For me, perhaps a blessing this year is a renewed realization of how quickly time passes and each day is not guaranteed. Been processing and praying through all this.

Who are the people who’ve positively impacted my life that I need to tell?
Who are the people in my life I tend to take for granted and don’t thank enough?
Who haven’t I connected with recently?
Who could benefit from intentional encouragement during life’s difficulties right now?

Perhaps questions others wish to consider?

We may never know how greatly a smile, kind words, a visit, a genuine ‘thank you’ can impact another person’s life, especially since we often don’t know the struggles others are experiencing. But these simple acts may just help someone in the midst of a dark or difficult time. They may also save a life.

Last November I mentioned there’s been a lot of research on gratitude. Harvard University shared, “In positive psychology research, gratitude is strongly and consistently associated with greater happiness.” Summarizing several studies I read, most would say finding a way to count one’s blessings or focusing on gratitude greatly improved a person’s sleep, health, attitude, focus, and relationships.

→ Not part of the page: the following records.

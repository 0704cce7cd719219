//! Row records
//!
//! Every table has an explicit record type. Rows are mapped at the database
//! boundary so nothing above `storage` sees a generic SQLite row.

use std::fmt;
use std::str::FromStr;

use rusqlite::Row;
use serde::{Deserialize, Serialize};

/// Map a result row (selected in the record's column order) to a value
pub trait FromRow: Sized {
    fn from_row(row: &Row<'_>) -> rusqlite::Result<Self>;
}

impl FromRow for String {
    fn from_row(row: &Row<'_>) -> rusqlite::Result<Self> {
        row.get(0)
    }
}

impl FromRow for i64 {
    fn from_row(row: &Row<'_>) -> rusqlite::Result<Self> {
        row.get(0)
    }
}

impl FromRow for Option<String> {
    fn from_row(row: &Row<'_>) -> rusqlite::Result<Self> {
        row.get(0)
    }
}

/// Discriminates file and folder nodes
#[derive(Debug, Clone, Copy, PartialEq, Eq, Serialize, Deserialize)]
#[serde(rename_all = "lowercase")]
pub enum NodeKind {
    File,
    Folder,
}

impl NodeKind {
    pub fn as_str(&self) -> &'static str {
        match self {
            NodeKind::File => "file",
            NodeKind::Folder => "folder",
        }
    }
}

impl fmt::Display for NodeKind {
    fn fmt(&self, f: &mut fmt::Formatter<'_>) -> fmt::Result {
        f.write_str(self.as_str())
    }
}

impl FromStr for NodeKind {
    type Err = String;

    fn from_str(s: &str) -> Result<Self, Self::Err> {
        match s {
            "file" => Ok(NodeKind::File),
            "folder" => Ok(NodeKind::Folder),
            other => Err(format!("unknown node type '{}'", other)),
        }
    }
}

/// A row of the `nodes` table
#[derive(Debug, Clone, PartialEq, Eq, Serialize, Deserialize)]
pub struct NodeRow {
    pub id: String,
    #[serde(rename = "type")]
    pub node_type: String,
    /// JSON-serialized attribute object
    pub attributes: String,
}

impl NodeRow {
    pub const COLUMNS: &'static str = "id, type, attributes";

    /// Parse the `type` column
    pub fn kind(&self) -> Option<NodeKind> {
        self.node_type.parse().ok()
    }
}

impl FromRow for NodeRow {
    fn from_row(row: &Row<'_>) -> rusqlite::Result<Self> {
        Ok(NodeRow {
            id: row.get(0)?,
            node_type: row.get(1)?,
            attributes: row.get(2)?,
        })
    }
}

/// A row of the `child_bindings` table
#[derive(Debug, Clone, PartialEq, Eq, Serialize, Deserialize)]
pub struct ChildBindingRow {
    pub parent_id: String,
    pub bind_id: String,
    pub name: String,
    pub child_id: String,
    pub idx: i64,
}

impl ChildBindingRow {
    pub const COLUMNS: &'static str = "parent_id, bind_id, name, child_id, idx";
}

impl FromRow for ChildBindingRow {
    fn from_row(row: &Row<'_>) -> rusqlite::Result<Self> {
        Ok(ChildBindingRow {
            parent_id: row.get(0)?,
            bind_id: row.get(1)?,
            name: row.get(2)?,
            child_id: row.get(3)?,
            idx: row.get(4)?,
        })
    }
}

/// A row of the `files` table
#[derive(Debug, Clone, PartialEq, Eq, Serialize, Deserialize)]
pub struct FileContentRow {
    pub id: String,
    pub inline_content: Option<String>,
    pub blob_path: Option<String>,
    pub media_type: String,
}

impl FileContentRow {
    pub const COLUMNS: &'static str = "id, inline_content, blob_path, media_type";
}

impl FromRow for FileContentRow {
    fn from_row(row: &Row<'_>) -> rusqlite::Result<Self> {
        Ok(FileContentRow {
            id: row.get(0)?,
            inline_content: row.get(1)?,
            blob_path: row.get(2)?,
            media_type: row.get(3)?,
        })
    }
}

A simple way to start is to write out or send a text each day of 3-5 things for which you are grateful. If that’s hard, start with one! For example, what are the ordinary every day things we take for granted (ex. bed, food in pantry, vehicle, etc.)? I’ve found the written account helps me with remembering my blessings and is encouraging to re-read in the difficult times. And, over time, it becomes easier to find gratitude even in the things that go wrong! I’ve also found one of the best ways to help my heart when feeling down is to find a way to encourage someone else. Additional ideas for expressing gratitude, particularly for those with children, can be found at: https://go.unl.edu/q04v

My hope and prayer in writing this is that we seek kindness, seek connection, choose to more intentionally seek gratitude, and share with others how they’ve positively impacted our lives. Also hoping something shared here helps if you find yourself struggling today. Wishing everyone a very blessed Thanksgiving!